The first sacred building on the site began as a family chapel, which was made in 1325 a collegiate church by the archbishop of Mainz, Matthias von Buchegg, dedicated to Mary ("Unsere liebe Frau"). It was the third collegiate in the town, after that of St. Bartholomew attached to the Frankfurt Cathedral, and St. Leonhard, founded in 1317.

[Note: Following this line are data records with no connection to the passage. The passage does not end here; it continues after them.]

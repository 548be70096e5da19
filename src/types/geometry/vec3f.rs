use std::{
    fmt::{self, Debug, Display},
    ops,
};

use num_traits::Float;
use serde::{Deserialize, Serialize};

/// Vector or Point with 3 coordinates.
#[derive(Debug, Clone, Copy, Serialize, Deserialize)]
pub struct Vec3<T> {
    pub x: T,
    pub y: T,
    pub z: T,
}

impl<T> Vec3<T> {
    /// Create a new Vec3 from coordinates.
    /// # Arguments
    ///
    /// * `x` - X coordinate.
    /// * `y` - Y coordinate.
    /// * `z` - Z coordinate.
    pub fn new(x: T, y: T, z: T) -> Self {
        Self { x, y, z }
    }
}

impl<T: Float> Vec3<T> {
    /// Construct a new point at {0,0,0}
    pub fn origin() -> Vec3<T> {
        Self {
            x: T::zero(),
            y: T::zero(),
            z: T::zero(),
        }
    }

    /// Compute the minium x, y and z coordinates compared to another point.
    ///
    /// # Arguments
    /// * `other` - Other point to compare coordinates to.
    pub fn min(&self, other: &Vec3<T>) -> Vec3<T> {
        Vec3::new(
            self.x.min(other.x),
            self.y.min(other.y),
            self.z.min(other.z),
        )
    }

    /// Compute the maximum x, y and z coordinates compared to another point.
    ///
    /// # Arguments
    /// * `other` - Other point to compare coordinates to.
    #[inline(always)]
    pub fn max(&self, other: &Vec3<T>) -> Vec3<T> {
        Vec3::new(
            self.x.max(other.x),
            self.y.max(other.y),
            self.z.max(other.z),
        )
    }

    /// Compute the euclidian distance to another Vec3.
    ///
    /// # Arguments
    /// * `pt` - Other point to compute distance to.
    #[inline(always)]
    pub fn distance_to_vec3(&self, pt: &Vec3<T>) -> T {
        self.distance_to_vec3_squared(pt).sqrt()
    }

    /// Compute the euclidian distance to a location defined by x, y and z coordinates.
    ///
    /// # Arguments
    /// * `x` - X coordinate.
    /// * `y` - Y coordinate.
    /// * `z` - Z coordinate.
    #[inline(always)]
    pub fn distance_to_coord(&self, x: T, y: T, z: T) -> T {
        self.distance_to_coord_squared(x, y, z).sqrt()
    }

    /// Compute the euclidian squared distance to another Vec3.
    ///
    /// # Arguments
    /// * `pt` - Other point to compute distance to.
    #[inline(always)]
    pub fn distance_to_vec3_squared(&self, pt: &Vec3<T>) -> T {
        self.distance_to_coord_squared(pt.x, pt.y, pt.z)
    }

    /// Compute the euclidian squared distance to a location defined by x, y and z coordinates.
    ///
    /// # Arguments
    /// * `x` - X coordinate.
    /// * `y` - Y coordinate.
    /// * `z` - Z coordinate.
    #[inline(always)]
    pub fn distance_to_coord_squared(&self, x: T, y: T, z: T) -> T {
        (self.x - x).powi(2) + (self.y - y).powi(2) + (self.z - z).powi(2)
    }

    /// Computes the dot product between two Vec3 values.
    ///
    /// (x_1 * x_2) + (y_1 * y_2) + (z_1 * z_2)
    ///
    /// # Arguments
    /// * `rhs` - Vec to compute dot product with.
    #[inline(always)]
    pub fn dot(&self, rhs: &Vec3<T>) -> T {
        (self.x * rhs.x) + (self.y * rhs.y) + (self.z * rhs.z)
    }

    /// Computes the cross product between two Vec3 values.
    /// # Arguments
    ///
    /// * `rhs` - Vec to compute cross product with.
    #[inline(always)]
    pub fn cross(&self, rhs: &Vec3<T>) -> Vec3<T> {
        Self {
            x: self.y * rhs.z - self.z * rhs.y,
            y: self.z * rhs.x - self.x * rhs.z,
            z: self.x * rhs.y - self.y * rhs.x,
        }
    }

    /// Computes the angle between two Vec3 values.
    /// # Arguments
    ///
    /// * `rhs` - Vec to compute angle with.
    pub fn angle(&self, rhs: &Vec3<T>) -> Option<T> {
        let dot = self.dot(rhs);
        let len_self = self.magnitude();
        let len_other = rhs.magnitude();
        if len_self.is_zero() || len_other.is_zero() {
            None
        } else {
            let cosine = (dot / (len_self * len_other)).clamp(-T::one(), T::one());
            Some(cosine.acos())
        }
    }

    /// Compute the total length of a vector (distance to origin).
    #[inline(always)]
    pub fn magnitude(&self) -> T {
        self.distance_to_coord(T::zero(), T::zero(), T::zero())
    }

    /// Scale the magnitude of a vector with a scalar value.
    /// # Arguments
    ///
    /// * `scalar` - Scale factor.
    #[inline(always)]
    pub fn scale(self, scalar: T) -> Vec3<T> {
        Vec3 {
            x: self.x * scalar,
            y: self.y * scalar,
            z: self.z * scalar,
        }
    }

    /// Normalize the vector, giving it a unit length.
    #[inline(always)]
    pub fn normalize(&self) -> Vec3<T> {
        *self * (T::one() / self.magnitude())
    }
}

impl<T: Float> ops::Add<Vec3<T>> for Vec3<T> {
    type Output = Vec3<T>;
    fn add(self, _rhs: Vec3<T>) -> Vec3<T> {
        {
            Self {
                x: self.x + _rhs.x,
                y: self.y + _rhs.y,
                z: self.z + _rhs.z,
            }
        }
    }
}

impl<T: Float> ops::Sub<Vec3<T>> for Vec3<T> {
    type Output = Vec3<T>;
    fn sub(self, _rhs: Vec3<T>) -> Vec3<T> {
        Self {
            x: self.x - _rhs.x,
            y: self.y - _rhs.y,
            z: self.z - _rhs.z,
        }
    }
}

impl<T: Float> ops::Mul<T> for Vec3<T> {
    type Output = Vec3<T>;
    fn mul(self, rhs: T) -> Self::Output {
        Self {
            x: self.x * rhs,
            y: self.y * rhs,
            z: self.z * rhs,
        }
    }
}

impl<T: Float> ops::Neg for Vec3<T> {
    type Output = Vec3<T>;
    fn neg(self) -> Self::Output {
        Self {
            x: -self.x,
            y: -self.y,
            z: -self.z,
        }
    }
}

impl<T: Display> fmt::Display for Vec3<T> {
    fn fmt(&self, f: &mut fmt::Formatter) -> fmt::Result {
        write!(f, "{{{}, {}, {}}}", self.x, self.y, self.z)
    }
}
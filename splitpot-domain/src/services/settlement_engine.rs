use crate::{
    model::{Contributor, Transfer},
    services::{
        BalanceCalculator,
        rounding::{CENT_EPSILON, round_to_cents},
    },
};

/// Working copy of one side of the ledger during matching. Remaining
/// amounts are tracked here, never in the caller's records.
struct Party<'a> {
    name: &'a str,
    remaining: f64,
}

/// Greedy settlement matching over contributor balances.
pub struct SettlementEngine;

impl SettlementEngine {
    /// Compute the transfer list that settles every contributor to fair
    /// share.
    ///
    /// Fewer than two contributors means there is nothing to settle and the
    /// result is empty; surfacing that to a user is the caller's concern.
    /// Output is deterministic for a given input sequence: both sides are
    /// stable-sorted by owed amount descending, so equal amounts keep their
    /// relative input order.
    pub fn settle(contributors: &[Contributor]) -> Vec<Transfer<'_>> {
        if contributors.len() < 2 {
            return Vec::new();
        }

        let fair_share = BalanceCalculator::fair_share(contributors);

        let mut creditors: Vec<Party<'_>> = Vec::new();
        let mut debtors: Vec<Party<'_>> = Vec::new();
        for contributor in contributors {
            let net = contributor.amount_paid - fair_share;
            if net > CENT_EPSILON {
                creditors.push(Party {
                    name: &contributor.name,
                    remaining: net,
                });
            } else if net < -CENT_EPSILON {
                debtors.push(Party {
                    name: &contributor.name,
                    remaining: -net,
                });
            }
        }

        // Vec::sort_by is stable; ties keep input order.
        creditors.sort_by(|a, b| b.remaining.total_cmp(&a.remaining));
        debtors.sort_by(|a, b| b.remaining.total_cmp(&a.remaining));

        let mut transfers = Vec::with_capacity(creditors.len() + debtors.len());
        let mut debtor_idx = 0;
        let mut creditor_idx = 0;

        while debtor_idx < debtors.len() && creditor_idx < creditors.len() {
            let debtor = &mut debtors[debtor_idx];
            let creditor = &mut creditors[creditor_idx];
            let amount = debtor.remaining.min(creditor.remaining);

            if amount > CENT_EPSILON {
                transfers.push(Transfer {
                    from: debtor.name,
                    to: creditor.name,
                    amount: round_to_cents(amount),
                });
            }

            // Remaining balances shrink by the raw amount; rounding applies
            // only to the emitted figure.
            debtor.remaining -= amount;
            creditor.remaining -= amount;

            if debtor.remaining < CENT_EPSILON {
                debtor_idx += 1;
            }
            if creditor.remaining < CENT_EPSILON {
                creditor_idx += 1;
            }
        }

        transfers
    }
}
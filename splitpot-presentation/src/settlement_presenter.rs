use crate::currency::format_amount;
use splitpot_application::{CurrencyCode, SettlementReport};

/// Rendered settlement: a signed balance line per contributor and, when
/// anyone still owes, a transfer line per payment instruction.
pub struct SettlementView {
    pub balance_table: String,
    pub transfer_table: Option<String>,
}

pub struct SettlementPresenter;

impl SettlementPresenter {
    pub fn render(report: &SettlementReport, currency: &CurrencyCode) -> SettlementView {
        SettlementView {
            balance_table: Self::build_balance_table(report, currency),
            transfer_table: Self::build_transfer_table(report, currency),
        }
    }

    fn build_balance_table(report: &SettlementReport, currency: &CurrencyCode) -> String {
        let name_width = report
            .balances
            .iter()
            .map(|balance| balance.name.chars().count())
            .max()
            .unwrap_or(0);

        let mut lines = vec![format!(
            "Fair share: {}",
            format_amount(report.fair_share, currency)
        )];
        for balance in &report.balances {
            let sign = if balance.net >= 0.0 { "+" } else { "-" };
            lines.push(format!(
                "{:<name_width$}  {sign}{}",
                balance.name,
                format_amount(balance.net.abs(), currency),
            ));
        }
        lines.join("\n")
    }

    fn build_transfer_table(report: &SettlementReport, currency: &CurrencyCode) -> Option<String> {
        if report.transfers.is_empty() {
            return None;
        }

        let lines: Vec<String> = report
            .transfers
            .iter()
            .map(|transfer| {
                format!(
                    "{} -> {}  {}",
                    transfer.from,
                    transfer.to,
                    format_amount(transfer.amount, currency)
                )
            })
            .collect();
        Some(lines.join("\n"))
    }
}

In 1344 the chapel was expanded to a Gothic hall church of three naves. A document about its consecration mentions two altars. From 1415, the south facade was transformed, including a tympanum showing the Adoration of the Magi made by the workshop of Madern Gerthener. In 1453 the town council permitted to change an adjacent tower of the fortification to a bell tower. From 1506 to 1509 the church was once more expanded, by Jörg Östereicher. The church remained Catholic, part of the Diocese of Mainz, even when the Reformation was introduced in Frankfurt in 1533.

The church was partly changed to Baroque style from 1763 to 1771. The helmet of the tower was replaced by the one still seen today. The interior was changed almost completely, installing five new altars and a chancel from Mainz workshops. An organ by the Frankfurt organ builder Ernst Weegmann was built at around the same time, installed in 1763.

With the secularisation in 1803, Frankfurt became the owner of the church. Friedrich Rumpf built in 1824 a new entrance protecting the tympanum. A Walcker organ was installed in 1864. From 1923, Capuchins became the spiritual leaders, who built a convent north of the church. The church was completely destroyed by bombing in World War II in 1944. Only fragments of the high altar and statue of Mary could be saved. The church was restored in the 1950s, but in a simplified form, replacing the Gothic vaults by wooden ceilings.

== Church music ==
A new organ was completed in 2008 by Karl Göckel, with 57 stops (3,370 pipes) on three manuals and pedal. It is especially suited to play both works of the German Romantic period as the French symphonic style. It can be played also from a second keyboard close to the altar, serving music with choir.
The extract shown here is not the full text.